WHAT YOU NEED TO DO:
Extract every line from the records below that contains the word "FutureExpenseSummary".

INPUT RECORDS:
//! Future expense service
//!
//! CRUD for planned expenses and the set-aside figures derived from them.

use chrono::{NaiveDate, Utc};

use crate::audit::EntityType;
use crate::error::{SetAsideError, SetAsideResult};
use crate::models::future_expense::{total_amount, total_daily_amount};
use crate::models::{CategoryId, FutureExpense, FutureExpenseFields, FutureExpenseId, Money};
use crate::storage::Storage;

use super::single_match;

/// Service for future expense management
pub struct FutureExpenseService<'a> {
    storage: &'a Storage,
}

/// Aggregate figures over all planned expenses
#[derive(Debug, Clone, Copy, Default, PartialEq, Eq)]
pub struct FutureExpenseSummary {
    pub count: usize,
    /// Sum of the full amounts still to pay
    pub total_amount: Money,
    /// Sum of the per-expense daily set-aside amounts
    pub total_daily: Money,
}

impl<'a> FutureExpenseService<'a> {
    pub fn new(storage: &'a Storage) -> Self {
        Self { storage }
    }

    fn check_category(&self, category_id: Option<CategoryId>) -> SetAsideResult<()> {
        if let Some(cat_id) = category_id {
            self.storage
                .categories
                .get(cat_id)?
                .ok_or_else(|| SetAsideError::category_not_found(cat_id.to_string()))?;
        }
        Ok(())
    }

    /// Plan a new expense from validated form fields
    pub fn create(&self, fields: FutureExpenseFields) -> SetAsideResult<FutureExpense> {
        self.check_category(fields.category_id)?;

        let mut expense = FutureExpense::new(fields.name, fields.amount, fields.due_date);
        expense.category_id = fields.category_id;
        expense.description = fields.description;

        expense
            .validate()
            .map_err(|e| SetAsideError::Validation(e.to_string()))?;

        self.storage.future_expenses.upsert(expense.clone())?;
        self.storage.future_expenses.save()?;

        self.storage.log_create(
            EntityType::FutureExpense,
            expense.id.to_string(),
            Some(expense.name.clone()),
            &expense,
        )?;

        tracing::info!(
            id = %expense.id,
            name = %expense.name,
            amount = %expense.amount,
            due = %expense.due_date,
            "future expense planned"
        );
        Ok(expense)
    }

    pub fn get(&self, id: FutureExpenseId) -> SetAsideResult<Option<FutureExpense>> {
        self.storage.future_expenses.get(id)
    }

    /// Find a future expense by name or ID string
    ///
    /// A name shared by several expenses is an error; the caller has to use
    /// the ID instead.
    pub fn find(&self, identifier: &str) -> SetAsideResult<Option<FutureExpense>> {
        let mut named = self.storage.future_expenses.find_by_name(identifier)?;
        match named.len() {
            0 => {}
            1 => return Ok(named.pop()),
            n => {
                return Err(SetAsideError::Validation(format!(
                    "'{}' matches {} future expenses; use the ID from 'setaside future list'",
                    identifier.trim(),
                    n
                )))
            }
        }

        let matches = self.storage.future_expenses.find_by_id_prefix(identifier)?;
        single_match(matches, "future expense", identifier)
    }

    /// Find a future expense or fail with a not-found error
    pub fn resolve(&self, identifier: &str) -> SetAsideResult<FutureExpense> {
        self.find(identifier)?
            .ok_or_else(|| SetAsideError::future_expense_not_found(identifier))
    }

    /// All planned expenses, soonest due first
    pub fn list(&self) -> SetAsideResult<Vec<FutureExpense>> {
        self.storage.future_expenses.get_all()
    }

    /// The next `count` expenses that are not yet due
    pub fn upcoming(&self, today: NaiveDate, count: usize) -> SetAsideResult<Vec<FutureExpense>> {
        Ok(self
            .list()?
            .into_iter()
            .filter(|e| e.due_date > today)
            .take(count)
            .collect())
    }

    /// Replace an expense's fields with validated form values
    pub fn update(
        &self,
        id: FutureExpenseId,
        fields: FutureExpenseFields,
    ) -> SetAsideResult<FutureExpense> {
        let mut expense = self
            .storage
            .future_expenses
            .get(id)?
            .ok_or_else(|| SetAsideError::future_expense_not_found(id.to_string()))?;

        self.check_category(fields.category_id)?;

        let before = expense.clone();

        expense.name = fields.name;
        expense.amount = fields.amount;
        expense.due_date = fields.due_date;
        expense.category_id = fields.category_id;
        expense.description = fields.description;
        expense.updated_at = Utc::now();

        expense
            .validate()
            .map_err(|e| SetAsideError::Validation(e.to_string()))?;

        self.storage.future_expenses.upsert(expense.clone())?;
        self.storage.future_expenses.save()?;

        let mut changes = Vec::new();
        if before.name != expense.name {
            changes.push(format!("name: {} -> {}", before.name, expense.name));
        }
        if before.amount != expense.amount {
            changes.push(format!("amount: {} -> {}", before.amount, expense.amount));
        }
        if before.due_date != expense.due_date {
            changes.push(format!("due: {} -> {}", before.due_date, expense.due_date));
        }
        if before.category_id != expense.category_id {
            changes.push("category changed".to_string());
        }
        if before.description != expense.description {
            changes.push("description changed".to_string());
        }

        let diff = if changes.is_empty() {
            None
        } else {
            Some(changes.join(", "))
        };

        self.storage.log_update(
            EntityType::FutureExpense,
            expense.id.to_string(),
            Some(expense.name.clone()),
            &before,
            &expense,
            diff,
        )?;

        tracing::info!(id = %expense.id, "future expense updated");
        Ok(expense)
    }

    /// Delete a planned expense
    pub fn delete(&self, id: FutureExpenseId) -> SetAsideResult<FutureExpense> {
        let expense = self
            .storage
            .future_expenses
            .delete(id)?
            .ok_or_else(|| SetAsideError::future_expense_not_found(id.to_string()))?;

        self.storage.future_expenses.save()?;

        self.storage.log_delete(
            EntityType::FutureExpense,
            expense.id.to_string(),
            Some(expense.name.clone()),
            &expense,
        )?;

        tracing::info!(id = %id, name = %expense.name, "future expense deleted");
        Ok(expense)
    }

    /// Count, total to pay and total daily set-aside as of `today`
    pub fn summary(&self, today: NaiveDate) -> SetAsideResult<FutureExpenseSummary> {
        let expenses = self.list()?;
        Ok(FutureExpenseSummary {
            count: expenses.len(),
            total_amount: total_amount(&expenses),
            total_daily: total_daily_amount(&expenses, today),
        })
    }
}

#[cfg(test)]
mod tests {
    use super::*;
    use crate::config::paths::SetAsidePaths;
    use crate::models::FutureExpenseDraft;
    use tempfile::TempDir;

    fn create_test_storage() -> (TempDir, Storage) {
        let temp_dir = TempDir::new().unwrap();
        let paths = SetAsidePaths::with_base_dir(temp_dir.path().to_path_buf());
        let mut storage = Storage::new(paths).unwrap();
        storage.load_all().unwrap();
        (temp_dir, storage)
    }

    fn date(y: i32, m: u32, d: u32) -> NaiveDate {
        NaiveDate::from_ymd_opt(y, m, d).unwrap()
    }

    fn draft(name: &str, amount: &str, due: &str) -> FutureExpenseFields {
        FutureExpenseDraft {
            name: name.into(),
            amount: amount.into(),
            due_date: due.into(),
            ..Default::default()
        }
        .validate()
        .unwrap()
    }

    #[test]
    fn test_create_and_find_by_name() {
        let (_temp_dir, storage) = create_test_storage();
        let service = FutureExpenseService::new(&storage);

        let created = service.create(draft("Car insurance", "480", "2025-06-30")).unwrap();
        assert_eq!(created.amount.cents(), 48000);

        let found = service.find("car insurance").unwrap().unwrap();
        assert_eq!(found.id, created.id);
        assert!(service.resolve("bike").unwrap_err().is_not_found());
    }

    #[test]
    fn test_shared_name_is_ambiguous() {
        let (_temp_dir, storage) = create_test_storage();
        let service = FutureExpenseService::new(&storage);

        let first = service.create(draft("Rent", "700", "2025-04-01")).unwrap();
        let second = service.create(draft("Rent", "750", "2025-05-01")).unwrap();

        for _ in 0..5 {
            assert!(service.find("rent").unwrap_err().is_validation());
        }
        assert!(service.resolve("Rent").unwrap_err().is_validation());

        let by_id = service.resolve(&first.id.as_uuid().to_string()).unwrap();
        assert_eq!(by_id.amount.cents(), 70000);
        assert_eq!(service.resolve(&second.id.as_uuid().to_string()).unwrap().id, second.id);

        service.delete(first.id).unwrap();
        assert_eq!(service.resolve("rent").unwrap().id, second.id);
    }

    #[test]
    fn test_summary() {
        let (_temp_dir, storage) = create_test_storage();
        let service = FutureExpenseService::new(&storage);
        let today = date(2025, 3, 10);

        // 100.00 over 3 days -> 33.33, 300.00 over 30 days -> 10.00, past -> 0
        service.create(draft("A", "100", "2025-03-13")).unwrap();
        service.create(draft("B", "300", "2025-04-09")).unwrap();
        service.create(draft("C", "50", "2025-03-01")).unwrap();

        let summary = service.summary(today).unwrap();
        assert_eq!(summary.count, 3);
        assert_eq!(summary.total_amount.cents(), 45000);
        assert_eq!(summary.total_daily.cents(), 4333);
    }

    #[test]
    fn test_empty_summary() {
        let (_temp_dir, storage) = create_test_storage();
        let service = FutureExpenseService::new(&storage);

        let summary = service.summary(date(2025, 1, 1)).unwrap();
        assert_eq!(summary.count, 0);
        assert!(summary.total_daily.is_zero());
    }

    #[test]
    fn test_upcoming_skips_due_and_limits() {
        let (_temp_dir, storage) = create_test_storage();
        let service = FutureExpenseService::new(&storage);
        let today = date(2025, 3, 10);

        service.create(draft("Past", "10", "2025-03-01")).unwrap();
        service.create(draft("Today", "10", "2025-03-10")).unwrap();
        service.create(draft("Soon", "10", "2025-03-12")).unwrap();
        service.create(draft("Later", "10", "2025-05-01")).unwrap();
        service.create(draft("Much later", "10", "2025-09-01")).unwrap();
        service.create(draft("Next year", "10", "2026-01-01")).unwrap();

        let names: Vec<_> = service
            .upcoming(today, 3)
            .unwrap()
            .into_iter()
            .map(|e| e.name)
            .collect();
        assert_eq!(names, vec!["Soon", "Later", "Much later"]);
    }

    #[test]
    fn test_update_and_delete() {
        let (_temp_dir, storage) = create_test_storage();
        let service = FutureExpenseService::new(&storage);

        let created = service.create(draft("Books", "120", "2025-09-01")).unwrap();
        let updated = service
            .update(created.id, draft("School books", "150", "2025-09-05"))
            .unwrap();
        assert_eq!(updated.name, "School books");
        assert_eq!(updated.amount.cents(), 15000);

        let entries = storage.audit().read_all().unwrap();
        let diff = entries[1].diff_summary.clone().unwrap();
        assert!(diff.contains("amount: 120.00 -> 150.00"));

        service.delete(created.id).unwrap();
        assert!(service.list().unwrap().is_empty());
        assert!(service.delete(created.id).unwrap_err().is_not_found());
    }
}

RESPONSE TO THE EXERCISE:
pub struct FutureExpenseSummary {
    pub fn summary(&self, today: NaiveDate) -> SetAsideResult<FutureExpenseSummary> {
        Ok(FutureExpenseSummary {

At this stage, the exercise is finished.